Marche pour Aafifoudine Aboudou

Ils demandent la Vérité et la Justice

21 mai 2010, par Geoffroy Géraud-Legros

Hier, plus de 500 personnes se sont rassemblées au domicile des parents du jeune Anfifoudine Aboudou, point de départ d’une marche silencieuse en direction du Lycée Léon de Lépervanche, où étudiait le jeune homme.

Empreinte de dignité, la procession s’est déroulée via le front de mer de la cité portoise.
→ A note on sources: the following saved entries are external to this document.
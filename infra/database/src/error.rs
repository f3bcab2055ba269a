use std::borrow::Cow;

/// Failures of the store connection and its schema.
#[folio_derive::folio_error]
pub enum DatabaseError {
    /// The builder is missing a required setting.
    #[error("Invalid database settings{}: {message}", format_context(.context))]
    Validation { message: Cow<'static, str>, context: Option<Cow<'static, str>> },

    /// The engine did not start or never answered a health check.
    #[error("Database unreachable{}: {message}", format_context(.context))]
    Connection { message: Cow<'static, str>, context: Option<Cow<'static, str>> },

    /// Root sign-in was refused.
    #[error("Database rejected credentials{}: {message}", format_context(.context))]
    Auth { message: Cow<'static, str>, context: Option<Cow<'static, str>> },

    /// A query or statement failed inside `SurrealDB`.
    #[error("Database query failed{}: {source}", format_context(.context))]
    Surreal {
        #[source]
        source: surrealdb::Error,
        context: Option<Cow<'static, str>>,
    },

    /// A recorded migration no longer matches its script.
    #[error("Schema migration failed{}: {message}", format_context(.context))]
    Migration { message: Cow<'static, str>, context: Option<Cow<'static, str>> },
}
use folio_domain::config::{AppConfig, CorsConfig, DatabaseConfig, LoggingConfig, ServerConfig};
use serde_json::json;

#[test]
fn config_defaults_are_sane() {
    let server = ServerConfig::default();
    assert_eq!(server.port, 8001);
    assert!(server.ssl.is_none());
    assert!(server.cors.allows_any());

    let db = DatabaseConfig::default();
    assert_eq!(db.url, "mem://");
    assert_eq!(db.namespace, "folio");
    assert_eq!(db.database, "portfolio");
    assert!(db.credentials.is_none());

    let logging = LoggingConfig::default();
    assert_eq!(logging.level, "info");
    assert!(logging.directory.is_none());
}

#[test]
fn app_config_deserializes() {
    let raw = json!({
        "server": {
            "address": "::",
            "port": 8080,
            "cors": { "allowed_origins": ["https://folio.example.com"] }
        },
        "database": {
            "url": "ws://db:8000",
            "namespace": "n",
            "database": "d",
            "credentials": { "username": "admin", "password": "secret" }
        },
        "logging": { "level": "debug", "json": true }
    });

    let cfg: AppConfig = serde_json::from_value(raw).expect("config deserialize");
    assert_eq!(cfg.server.port, 8080);
    assert!(!cfg.server.cors.allows_any());
    assert_eq!(cfg.database.namespace, "n");
    assert_eq!(cfg.database.credentials.as_ref().map(|c| c.username.as_str()), Some("admin"));
    assert_eq!(cfg.logging.level, "debug");
    assert!(cfg.logging.json);
}

#[test]
fn partial_config_falls_back_to_defaults() {
    let cfg: AppConfig =
        serde_json::from_value(json!({ "database": { "url": "mem://" } })).expect("partial config");
    assert_eq!(cfg.server.port, 8001);
    assert_eq!(cfg.database.namespace, "folio");
}

#[test]
fn wildcard_origin_is_detected_among_others() {
    let cors = CorsConfig { allowed_origins: vec!["https://a.example".to_owned(), " * ".to_owned()] };
    assert!(cors.allows_any());
}

#[test]
fn config_clones_share_until_mutated() {
    let original = AppConfig::default();
    let mut copy = original.clone();
    copy.server.port = 9000;

    assert_eq!(original.server.port, 8001);
    assert_eq!(copy.server.port, 9000);
}

#[test]
fn credentials_need_both_fields_and_stay_out_of_logs() {
    let partial = json!({ "database": { "credentials": { "username": "admin" } } });
    assert!(serde_json::from_value::<AppConfig>(partial).is_err());

    let full = json!({ "database": { "credentials": { "username": "admin", "password": "s3cret" } } });
    let cfg: AppConfig = serde_json::from_value(full).expect("config deserialize");
    let printed = format!("{:?}", cfg.database);
    assert!(printed.contains("admin"));
    assert!(!printed.contains("s3cret"));
}

#[test]
fn origins_accept_a_comma_separated_string() {
    let raw = json!({ "allowed_origins": "https://a.example, https://b.example,," });
    let cors: CorsConfig = serde_json::from_value(raw).expect("cors deserialize");
    assert_eq!(cors.allowed_origins, vec!["https://a.example".to_owned(), "https://b.example".to_owned()]);
}
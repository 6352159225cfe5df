//! Query-scoped handle over the decision engine
//!
//! A [`CachedQuery`] owns the profile of exactly one query, so concurrent
//! queries sharing an engine never see each other's cache keys.

use crate::cache::{
    engine::CacheDecisionEngine,
    profile::CacheProfile,
    request::{QueryOptions, SearchRequest},
    types::Decision,
};
use crate::error::{CacheError, Result};
use serde::de::DeserializeOwned;
use serde::Serialize;
use std::future::Future;
use tracing::debug;
use uuid::Uuid;

/// One query's pass through the three interception phases
pub struct CachedQuery<'a> {
    engine: &'a CacheDecisionEngine,
    id: Uuid,
    profile: Option<CacheProfile>,
}

impl CacheDecisionEngine {
    /// Start a query scope (phase A)
    pub fn scope(&self, options: &QueryOptions) -> Result<CachedQuery<'_>> {
        let profile = self.on_query_finalized(options)?;
        let id = Uuid::new_v4();
        debug!(query_id = %id, cacheable = profile.is_some(), "Opened query scope");

        Ok(CachedQuery {
            engine: self,
            id,
            profile,
        })
    }
}

impl<'a> CachedQuery<'a> {
    pub fn id(&self) -> Uuid {
        self.id
    }

    pub fn profile(&self) -> Option<&CacheProfile> {
        self.profile.as_ref()
    }

    /// Serve `request` from the cache or run `executor` and cache its result
    ///
    /// `executor` is not called on a cache hit. Its error is returned as is
    /// and nothing is stored in that case.
    pub async fn execute<R, E, F, Fut>(
        mut self,
        request: &SearchRequest,
        executor: F,
    ) -> std::result::Result<R, E>
    where
        R: Serialize + DeserializeOwned,
        E: From<CacheError>,
        F: FnOnce() -> Fut,
        Fut: Future<Output = std::result::Result<R, E>>,
    {
        let decision = self
            .engine
            .on_before_execute::<R>(&mut self.profile, request)
            .await?;

        if let Decision::Hit { response, source } = decision {
            debug!(query_id = %self.id, %source, "Serving cached response");
            return Ok(response);
        }

        let response = executor().await?;

        self.engine
            .on_after_execute(&mut self.profile, request, &response)
            .await?;

        Ok(response)
    }
}
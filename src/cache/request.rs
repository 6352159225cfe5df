//! Query options and outgoing requests seen by the interceptor

use serde::{Deserialize, Serialize};
use std::time::Duration;

/// Caching options attached to a query by the query builder
///
/// All fields are optional. A query only opts into caching when
/// `cache_lifetime` is present.
#[derive(Debug, Clone, Default, PartialEq, Serialize, Deserialize)]
pub struct QueryOptions {
    /// Cache key prefix (e.g. a user or bot namespace)
    #[serde(default)]
    pub cache_key: Option<String>,

    /// Lifetime of the cached response
    #[serde(default)]
    pub cache_lifetime: Option<Duration>,

    /// Key prefixes ordered from highest to lowest lookup priority
    #[serde(default)]
    pub cache_key_priorities: Option<Vec<String>>,

    /// Append every cacheable request to a log file
    #[serde(default)]
    pub log_queries: Option<bool>,

    /// Target file for query logging
    #[serde(default)]
    pub log_queries_file_path: Option<String>,
}

impl QueryOptions {
    pub fn new() -> Self {
        Self::default()
    }

    pub fn cache_key(mut self, key: impl Into<String>) -> Self {
        self.cache_key = Some(key.into());
        self
    }

    pub fn cache_lifetime(mut self, lifetime: Duration) -> Self {
        self.cache_lifetime = Some(lifetime);
        self
    }

    pub fn cache_key_priorities<I, S>(mut self, priorities: I) -> Self
    where
        I: IntoIterator<Item = S>,
        S: Into<String>,
    {
        self.cache_key_priorities = Some(priorities.into_iter().map(Into::into).collect());
        self
    }

    pub fn log_queries(mut self, enabled: bool) -> Self {
        self.log_queries = Some(enabled);
        self
    }

    pub fn log_queries_file_path(mut self, path: impl Into<String>) -> Self {
        self.log_queries_file_path = Some(path.into());
        self
    }

    /// Whether the query asked for caching at all
    pub fn is_cacheable(&self) -> bool {
        self.cache_lifetime.is_some()
    }
}

/// A request about to be sent to the search backend
#[derive(Debug, Clone, PartialEq, Eq)]
pub struct SearchRequest {
    /// Request URI including the handler path and URL parameters
    pub uri: String,

    /// Raw POST body, empty for GET requests
    pub raw_body: Vec<u8>,

    /// Encoded query string
    pub query_string: String,

    /// Name of the backend handler (e.g. `select`, `update`)
    pub handler: String,
}

impl SearchRequest {
    pub fn new(handler: impl Into<String>, uri: impl Into<String>) -> Self {
        Self {
            uri: uri.into(),
            raw_body: Vec::new(),
            query_string: String::new(),
            handler: handler.into(),
        }
    }

    pub fn with_body(mut self, body: impl Into<Vec<u8>>) -> Self {
        self.raw_body = body.into();
        self
    }

    pub fn with_query_string(mut self, query_string: impl Into<String>) -> Self {
        self.query_string = query_string.into();
        self
    }

    /// Body rendered as text for logging
    pub fn body_lossy(&self) -> std::borrow::Cow<'_, str> {
        String::from_utf8_lossy(&self.raw_body)
    }
}
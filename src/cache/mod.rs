//! # Select-Query Caching Layer
//!
//! Intercepts read-only requests to a search backend and serves them from a
//! key/value store when an identical request was answered before.
//!
//! ## Features
//!
//! - **Request fingerprinting**: SHA1 over request URI and raw body
//! - **Namespaced keys**: caller-supplied prefixes (per user, per bot, ...)
//! - **Priority fallback**: probe alternate namespaces on a miss
//! - **Query logging**: optional append-only log of cacheable requests
//! - **Soft failures**: store errors and corrupt entries never fail a query
//!
//! ## Lifecycle
//!
//! Each query passes through three phases, driven by the surrounding
//! pipeline or by a [`CachedQuery`] scope:
//! - Phase A: query options → [`CacheProfile`]
//! - Phase B: before dispatch → cached response or miss
//! - Phase C: after execution → store the response
//!
//! ## Example
//!
//! ```rust
//! use search_query_cache::cache::{
//!     CacheDecisionEngine, EngineConfig, MemoryStore, QueryOptions, SearchRequest,
//! };
//! use std::sync::Arc;
//! use std::time::Duration;
//!
//! # async fn example() -> anyhow::Result<()> {
//! let engine = CacheDecisionEngine::with_store(
//!     EngineConfig::default(),
//!     Arc::new(MemoryStore::new()),
//! );
//!
//! let options = QueryOptions::new()
//!     .cache_key("bot_")
//!     .cache_lifetime(Duration::from_secs(300));
//! let request = SearchRequest::new("select", "/solr/products/select?q=lamp");
//!
//! let docs: Vec<String> = engine
//!     .scope(&options)?
//!     .execute(&request, || async {
//!         Ok::<_, anyhow::Error>(vec!["lamp-1".to_string()])
//!     })
//!     .await?;
//! # Ok(())
//! # }
//! ```

pub mod codec;
pub mod config;
pub mod engine;
pub mod fingerprint;
pub mod profile;
pub mod query_log;
pub mod request;
pub mod scope;
pub mod store;
pub mod types;

pub use codec::Decoded;
pub use config::{EngineConfig, EngineConfigBuilder};
pub use engine::CacheDecisionEngine;
pub use fingerprint::{fingerprint, is_select_handler, SELECT_HANDLER_PREFIX};
pub use profile::CacheProfile;
pub use request::{QueryOptions, SearchRequest};
pub use scope::CachedQuery;
pub use store::{CacheStore, MemoryStore};
pub use types::{CacheKey, CacheStats, Decision, LookupSource};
Au sein du cortège, des amis de la famille, des camarades de classe du jeune homme, ainsi que de nombreux citoyens solidaires, venus de toute l’île pour rendre hommage au jeune défunt dans la cour du lycée Léon de Lépervanche.
Dans le recueillement général, le père du jeune disparu a dressé le portrait de son fils : un jeune homme pieux, travailleur et dévoué à son prochain.

« Nous sommes venus en paix »

« L’homme que vous avez devant vous est membre d’une famille très étendue. L’homme que vous avez devant vous a tout fait pour élever ses enfants dans le bon sens, pour qu’ils réussissent et pour qu’ils puissent devenir quelqu’un. Et je dois parler aujourd’hui à ses camarades de classe et à ses amis : vous aussi, mes enfants, travaillez, faites tout pour devenir quelqu’un. Nous sommes venus ici en paix », affirme-t-il, se tournant vers le proviseur du Lycée « vous nous avez ouvert les portes de votre école parce que nous vous avons parlé, parce que vous avez eu confiance en nous. Vous savez que nous ne sommes pas venus casser, ni pour piller, ou dégrader cette école. Nous aussi, nous avons confiance ».

Appel à témoignages

Robin Rochcouste, porte-parole de l’Association Vérité et Justice pour Aafifoudine, a exhorté celles et ceux qui auraient gardé le silence à donner leurs témoignages, rappelant que ceux-ci bénéficieraient de la « garantie de l’anonymat ». Un appel qui rappelle que de multiples zones d’ombres entachent encore les circonstances du drame, auquel a succédé le proviseur du lycée pour des mots de condoléance envers la famille. Mémona Patel, adjointe au maire du Port, a exprimé à son tour un « hommage » à la manifestation, soulignant elle aussi la « solidarité » et « l’émotion partagé » de la population portoise dans la quête de vérité et de justice de la famille et des citoyens.

Les cœurs s’ouvrent

Parfois, à voix basse, entre deux pas silencieux sous le lourd soleil du front de mer, les marcheurs ont parlé. Par bribes, pour témoigner d’une réalité bien éloignée du registre des faits divers et de la lecture dégradante qu’ils imposent à l’opinion publique réunionnaise. « Il y a deux justices dans cette société », dit à l’un de nos journalistes à cet homme venu du Sud de l’île accompagner la mémoire d’Aafifoudine Aboudou . « Si on était respectés comme les autres, on ne devrait pas marcher sous ce gros soleil pour que la justice soit faite, et pour connaître la vérité », nous dira plus tard un autre marcheur.

«  Justice pour mon frère !  »

Ça et là, des mots ont jailli des coeurs. Des mots pour dire le malaise qui étreint ces Réunionnais qu’on ne voit jamais, émus par la disparition d’un être que la plupart d’entre eux n’avaient jamais rencontré. Le malaise d’une société où le racisme, l’incompréhension des institutions, le sentiment d’abandon établissent entre les hommes des frontières de plus en plus infranchissables. « Justice ! » s’est écrié la jeune sœur d’Aafifoudine d’une voix étranglée par l’émotion, élevant à bout de bras face à la foule le portrait de son frère.